▸ AIM OF THE TASK: The full listing below should be returned without a single change.

· · ·

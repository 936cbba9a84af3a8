// src/checksum.rs
//
// Incremental checksums for upload integrity.

use base64::Engine;
use base64::engine::general_purpose::STANDARD;
use crc32fast::Hasher;

/// Incremental digest over the exact bytes of an upload.
///
/// `finalize` consumes the calculator, so a calculator is good for one payload.
pub trait ChecksumCalculator: Send {
    /// Feed the next slice of payload bytes.
    fn update(&mut self, bytes: &[u8]);

    /// Wire-encoded digest of everything fed so far.
    fn finalize(self) -> String
    where
        Self: Sized;
}

/// CRC32 in the form S3 expects for `x-amz-checksum-crc32`:
/// base64 of the big-endian 32-bit value.
#[derive(Clone, Debug, Default)]
pub struct Crc32 {
    hasher: Hasher,
}

impl Crc32 {
    pub fn new() -> Self {
        Self::default()
    }

    /// One-shot helper.
    pub fn checksum(bytes: &[u8]) -> String {
        let mut calc = Self::new();
        calc.update(bytes);
        calc.finalize()
    }

    /// Encode a raw CRC32 value the way the store expects it.
    pub fn encode(value: u32) -> String {
        STANDARD.encode(value.to_be_bytes())
    }

    /// Decode a wire value; `None` if it is not base64 of exactly four bytes.
    pub fn decode(encoded: &str) -> Option<u32> {
        let raw = STANDARD.decode(encoded).ok()?;
        let bytes: [u8; 4] = raw.as_slice().try_into().ok()?;
        Some(u32::from_be_bytes(bytes))
    }
}

impl ChecksumCalculator for Crc32 {
    fn update(&mut self, bytes: &[u8]) {
        self.hasher.update(bytes);
    }

    fn finalize(self) -> String {
        Self::encode(self.hasher.finalize())
    }
}

#[cfg(test)]
mod tests {
    use super::*;

    #[test]
    fn known_values() {
        assert_eq!(Crc32::checksum(b""), "AAAAAA==");
        assert_eq!(Crc32::checksum(b"hello world"), "DUoRhQ==");
        assert_eq!(Crc32::checksum(b"lorem ipsum dolor sit amet"), "0Pxk0A==");
    }

    #[test]
    fn incremental_matches_one_shot() {
        let data = b"lorem ipsum dolor sit amet";
        let mut calc = Crc32::new();
        for piece in data.chunks(5) {
            calc.update(piece);
        }
        assert_eq!(calc.finalize(), Crc32::checksum(data));
    }

    #[test]
    fn decode_rejects_malformed_values() {
        assert_eq!(Crc32::decode("DUoRhQ=="), Some(0x0d4a_1185));
        assert_eq!(Crc32::decode("invalid"), None);
        // valid base64, wrong length
        assert_eq!(Crc32::decode("aGVsbG8="), None);
    }
}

· · ·

▸ EXERCISE OUTPUT:
repository 936cbba9a84af3a8
// src/checksum.rs
//
// Incremental checksums for upload integrity.

use base64::Engine;
use base64::engine::general_purpose::STANDARD;
use crc32fast::Hasher;

/// Incremental digest over the exact bytes of an upload.
///
/// `finalize` consumes the calculator, so a calculator is good for one payload.
pub trait ChecksumCalculator: Send {
    /// Feed the next slice of payload bytes.
    fn update(&mut self, bytes: &[u8]);

    /// Wire-encoded digest of everything fed so far.
    fn finalize(self) -> String
    where
        Self: Sized;
}

/// CRC32 in the form S3 expects for `x-amz-checksum-crc32`:
/// base64 of the big-endian 32-bit value.
#[derive(Clone, Debug, Default)]
pub struct Crc32 {
    hasher: Hasher,
}

impl Crc32 {
    pub fn new() -> Self {
        Self::default()
    }

    /// One-shot helper.
    pub fn checksum(bytes: &[u8]) -> String {
        let mut calc = Self::new();
        calc.update(bytes);
        calc.finalize()
    }

    /// Encode a raw CRC32 value the way the store expects it.
    pub fn encode(value: u32) -> String {
        STANDARD.encode(value.to_be_bytes())
    }

    /// Decode a wire value; `None` if it is not base64 of exactly four bytes.
    pub fn decode(encoded: &str) -> Option<u32> {
        let raw = STANDARD.decode(encoded).ok()?;
        let bytes: [u8; 4] = raw.as_slice().try_into().ok()?;
        Some(u32::from_be_bytes(bytes))
    }
}

impl ChecksumCalculator for Crc32 {
    fn update(&mut self, bytes: &[u8]) {
        self.hasher.update(bytes);
    }

    fn finalize(self) -> String {
        Self::encode(self.hasher.finalize())
    }
}

#[cfg(test)]
mod tests {
    use super::*;

    #[test]
    fn known_values() {
        assert_eq!(Crc32::checksum(b""), "AAAAAA==");
        assert_eq!(Crc32::checksum(b"hello world"), "DUoRhQ==");
        assert_eq!(Crc32::checksum(b"lorem ipsum dolor sit amet"), "0Pxk0A==");
    }

    #[test]
    fn incremental_matches_one_shot() {
        let data = b"lorem ipsum dolor sit amet";
        let mut calc = Crc32::new();
        for piece in data.chunks(5) {
            calc.update(piece);
        }
        assert_eq!(calc.finalize(), Crc32::checksum(data));
    }

    #[test]
    fn decode_rejects_malformed_values() {
        assert_eq!(Crc32::decode("DUoRhQ=="), Some(0x0d4a_1185));
        assert_eq!(Crc32::decode("invalid"), None);
        // valid base64, wrong length
        assert_eq!(Crc32::decode("aGVsbG8="), None);
    }
}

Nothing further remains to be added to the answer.